**Your task**
Which lines of the entries below include "crate"? List them all.
━━━ The records
//! WebSocket session handler for one player connection.
//!
//! Registers itself with the game server on start, forwards parsed client
//! frames to it, and writes every server message it receives back to the socket.
use actix::prelude::*;
use actix_web::{http::StatusCode, web, Error, HttpRequest, HttpResponse};
use actix_web_actors::ws;
use log::{debug, error, warn};
use uuid::Uuid;

use super::game_server::{ClientEnvelope, Connect, Disconnect, GameServer};
use super::messages::{ClientMessage, CloseSession, ServerMessage};
use super::ws_error::{http_error_response, internal_close, policy_close};
use crate::game::types::PlayerId;

/// Name of the cookie carrying the player identity.
pub const PLAYER_COOKIE: &str = "player_id";

pub struct GameSessionActor {
    pub player_id: PlayerId,
    /// Distinguishes this connection from a later one with the same cookie.
    pub session_id: Uuid,
    pub server: Addr<GameServer>,
}

impl Actor for GameSessionActor {
    type Context = ws::WebsocketContext<Self>;

    fn started(&mut self, ctx: &mut Self::Context) {
        let addr = ctx.address();
        self.server.do_send(Connect {
            player_id: self.player_id.clone(),
            session_id: self.session_id,
            outbox: addr.clone().recipient(),
            closer: addr.recipient(),
        });
    }

    fn stopped(&mut self, _ctx: &mut Self::Context) {
        self.server.do_send(Disconnect {
            player_id: self.player_id.clone(),
            session_id: self.session_id,
        });
    }
}

impl StreamHandler<Result<ws::Message, ws::ProtocolError>> for GameSessionActor {
    fn handle(&mut self, msg: Result<ws::Message, ws::ProtocolError>, ctx: &mut Self::Context) {
        match msg {
            Ok(ws::Message::Text(text)) => match serde_json::from_str::<ClientMessage>(&text) {
                Ok(message) => self.server.do_send(ClientEnvelope {
                    player_id: self.player_id.clone(),
                    session_id: self.session_id,
                    message,
                }),
                Err(e) => warn!("[Session] Malformed frame from {}: {}", self.player_id, e),
            },
            Ok(ws::Message::Ping(msg)) => ctx.pong(&msg),
            Ok(ws::Message::Close(reason)) => {
                debug!("[Session] {} closed the socket", self.player_id);
                ctx.close(reason);
                ctx.stop();
            }
            Err(e) => {
                warn!("[Session] Protocol error from {}: {}", self.player_id, e);
                ctx.stop();
            }
            _ => (),
        }
    }
}

impl Handler<ServerMessage> for GameSessionActor {
    type Result = ();

    fn handle(&mut self, msg: ServerMessage, ctx: &mut Self::Context) {
        match serde_json::to_string(&msg) {
            Ok(text) => ctx.text(text),
            Err(e) => {
                error!("[Session] Failed to serialize message for {}: {}", self.player_id, e);
                ctx.close(Some(internal_close()));
                ctx.stop();
            }
        }
    }
}

impl Handler<CloseSession> for GameSessionActor {
    type Result = ();

    fn handle(&mut self, msg: CloseSession, ctx: &mut Self::Context) {
        debug!("[Session] Closing session of {}: {}", self.player_id, msg.reason);
        ctx.close(Some(policy_close(&msg.reason)));
        ctx.stop();
    }
}

/// WebSocket endpoint for the game.
///
/// Requires a non-empty `player_id` cookie; requests without one are rejected
/// with 400 before the upgrade.
pub async fn ws_game(
    req: HttpRequest,
    stream: web::Payload,
    data: web::Data<crate::server::state::AppState>,
) -> Result<HttpResponse, Error> {
    let player_id = match req.cookie(PLAYER_COOKIE) {
        Some(cookie) if !cookie.value().is_empty() => cookie.value().to_string(),
        _ => {
            return Ok(http_error_response(
                "MISSING_IDENTITY",
                "A player_id cookie is required",
                StatusCode::BAD_REQUEST,
            ));
        }
    };

    ws::start(
        GameSessionActor {
            player_id,
            session_id: Uuid::new_v4(),
            server: data.game_server.clone(),
        },
        &req,
        stream,
    )
}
━━━━━━
**Answer to this task**
use crate::game::types::PlayerId;
    data: web::Data<crate::server::state::AppState>,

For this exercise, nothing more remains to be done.